Liguo Ou, Linlin Lu, Weiguo Qian, Bilin Liu,
Interpretability and identification of dimorphism in morphological indexes of Larimichthys crocea based on machine learning models,
Fisheries Research,
Volume 288,
2025,
107475,
ISSN 0165-7836,
https://doi.org/10.1016/j.fishres.2025.107475.
(https://www.sciencedirect.com/science/article/pii/S0165783625002127)

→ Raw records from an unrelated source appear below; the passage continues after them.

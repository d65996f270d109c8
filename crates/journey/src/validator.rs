//! Pre-submission checks. Errors block publishing; warnings are advisory.

use serde::{Deserialize, Serialize};
use tracing::debug;

use crate::types::{ComparisonOperator, FlowBuilderState, NodeData, NodeKind};

/// Outcome of [`validate_flow`].
#[derive(Debug, Clone, Default, PartialEq, Eq, Serialize, Deserialize)]
#[serde(rename_all = "camelCase")]
pub struct ValidationResult {
    pub is_valid: bool,
    pub errors: Vec<String>,
    pub warnings: Vec<String>,
}

/// Inspects the aggregate. Pure; safe to call before every submission.
pub fn validate_flow(state: &FlowBuilderState) -> ValidationResult {
    let mut errors = Vec::new();
    let mut warnings = Vec::new();

    if state.flow_name.trim().is_empty() {
        errors.push("Flow name is required".to_string());
    }

    let mut stage_count = 0usize;
    let mut condition_count = 0usize;
    for node in &state.nodes {
        match &node.data {
            NodeData::Stage(stage) => {
                stage_count += 1;
                if !stage.has_content() {
                    errors.push(format!(
                        "Stage {} has no content: select a template or write the message inline",
                        stage_count
                    ));
                }
            }
            NodeData::Conditional(cond) => {
                condition_count += 1;
                if cond.condition.check_param.trim().is_empty() {
                    errors.push(format!("Condition {} has no metric to check", condition_count));
                }
                if cond.condition.operator == ComparisonOperator::Between
                    && cond.condition.value_to.is_none()
                {
                    errors.push(format!(
                        "Condition {} uses 'between' without an upper bound",
                        condition_count
                    ));
                }
            }
            _ => {}
        }
    }

    if stage_count == 0 {
        errors.push("The flow needs at least one stage".to_string());
    }

    let initial_count = state.nodes_of_kind(NodeKind::Initial).count();
    if initial_count > 0 && state.edges.is_empty() {
        warnings.push("The flow has no connections between nodes".to_string());
    }
    match initial_count {
        0 => warnings.push("The flow has no initial node".to_string()),
        1 => {}
        n => warnings.push(format!("The flow has {} initial nodes; only the first is used", n)),
    }
    if state.nodes_of_kind(NodeKind::End).next().is_none() {
        warnings.push("The flow has no end node".to_string());
    }
    if state.selected_prospectos.is_empty() {
        warnings.push("No prospects selected".to_string());
    }

    let result = ValidationResult {
        is_valid: errors.is_empty(),
        errors,
        warnings,
    };
    debug!(
        is_valid = result.is_valid,
        errors = result.errors.len(),
        warnings = result.warnings.len(),
        "Validated flow"
    );
    result
}

#[cfg(test)]
mod tests {
    use super::*;
    use crate::types::{
        ConditionalData, ContentSource, Edge, EndData, FlowCondition, InitialData, Node, Position,
        StageData,
    };

    fn node(id: &str, data: NodeData) -> Node {
        Node::new(id, Position::default(), data)
    }

    fn stage_with(content: Option<ContentSource>) -> NodeData {
        NodeData::Stage(StageData {
            content,
            ..Default::default()
        })
    }

    #[test]
    fn test_stage_without_content_is_reported_by_order() {
        let state = FlowBuilderState {
            flow_name: "Reminder".into(),
            nodes: vec![node("stage-a", stage_with(None))],
            ..Default::default()
        };
        let result = validate_flow(&state);
        assert!(!result.is_valid);
        assert_eq!(result.errors.len(), 1);
        assert!(result.errors[0].contains("Stage 1"));
    }

    #[test]
    fn test_second_stage_index() {
        let state = FlowBuilderState {
            flow_name: "Reminder".into(),
            nodes: vec![
                node(
                    "stage-a",
                    stage_with(Some(ContentSource::Template {
                        template_id: "tpl-1".into(),
                    })),
                ),
                node(
                    "stage-b",
                    stage_with(Some(ContentSource::Inline {
                        subject: None,
                        body: "".into(),
                    })),
                ),
            ],
            ..Default::default()
        };
        let result = validate_flow(&state);
        assert_eq!(result.errors, vec![
            "Stage 2 has no content: select a template or write the message inline".to_string()
        ]);
    }

    #[test]
    fn test_empty_flow_errors() {
        let result = validate_flow(&FlowBuilderState {
            flow_name: "   ".into(),
            ..Default::default()
        });
        assert!(!result.is_valid);
        assert!(result.errors.iter().any(|e| e.contains("name")));
        assert!(result.errors.iter().any(|e| e.contains("at least one stage")));
    }

    #[test]
    fn test_warnings_do_not_block() {
        let state = FlowBuilderState {
            flow_name: "Welcome".into(),
            nodes: vec![
                node("initial-1", NodeData::Initial(InitialData::default())),
                node(
                    "stage-1",
                    stage_with(Some(ContentSource::Inline {
                        subject: Some("Hi".into()),
                        body: "Welcome aboard".into(),
                    })),
                ),
            ],
            ..Default::default()
        };
        let result = validate_flow(&state);
        assert!(result.is_valid);
        assert!(result.warnings.iter().any(|w| w.contains("no connections")));
        assert!(result.warnings.iter().any(|w| w.contains("No prospects")));
        assert!(result.warnings.iter().any(|w| w.contains("no end node")));
    }

    #[test]
    fn test_conditional_metric_required() {
        let mut state = FlowBuilderState {
            flow_name: "Branchy".into(),
            nodes: vec![
                node("stage-1", stage_with(Some(ContentSource::Template { template_id: "t".into() }))),
                node("cond-1", NodeData::Conditional(ConditionalData::default())),
                node("end-1", NodeData::End(EndData::default())),
            ],
            ..Default::default()
        };
        state.edges.push(Edge::connect("stage-1", "cond-1", None));
        let result = validate_flow(&state);
        assert!(result.errors.iter().any(|e| e.contains("Condition 1")));

        if let NodeData::Conditional(c) = &mut state.nodes[1].data {
            c.condition = FlowCondition {
                check_param: "email_opens".into(),
                operator: ComparisonOperator::Between,
                value: 1.0,
                value_to: None,
                label: "Opened 1-3 times".into(),
            };
        }
        let result = validate_flow(&state);
        assert_eq!(result.errors.len(), 1);
        assert!(result.errors[0].contains("upper bound"));
    }
}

Abstract: The morphological indexes serve as a critical biological foundation for analyzing species dimorphism, play a pivotal role in population dynamics models and species assessments, and provide valuable, accurate, and cost-efficient biological information. Dimorphism identification holds significant importance for the conservation and sustainable development of Larimichthys crocea resources. Therefore, this study aims to validate the dimorphism effects of various morphological indexes using interpretable machine learning techniques and evaluate model performance and deviation in automatic identification. First, data visualization, significance analysis, correlation analysis, and principal component analysis (PCA) were applied to otolith morphology (OM) indexes and fish body morphology (FM) indexes. Then, the SHAP (SHapley Additive exPlanations) method of machine learning was used to analyze the importance of different morphological indexes and output the morphological indexes of importance. Finally, different machine learning models were used to analyze the identification performance and deviation of Larimichthys crocea dimorphism. The experimental results demonstrate that the SHAP method effectively prioritizes the importance of different morphological indexes, with the importance of OM indexes primarily concentrated in the sulcus. Within the machine learning models, OM indexes achieved a peak identification rate of 71 % (Random Forest), whereas FM indexes reached a maximum identification rate of 65 % (Random Forest and Support Vector Machine). The comparative analysis of the average effects of different models, including evaluation metrics and learning curves, demonstrates that OM indexes outperform FM indexes in terms of identification performance. The application of machine learning models not only enables a comprehensive analysis of the dimorphism in Larimichthys crocea but also offers effective strategies for the conservation of Larimichthys crocea resources and their associated biodiversity.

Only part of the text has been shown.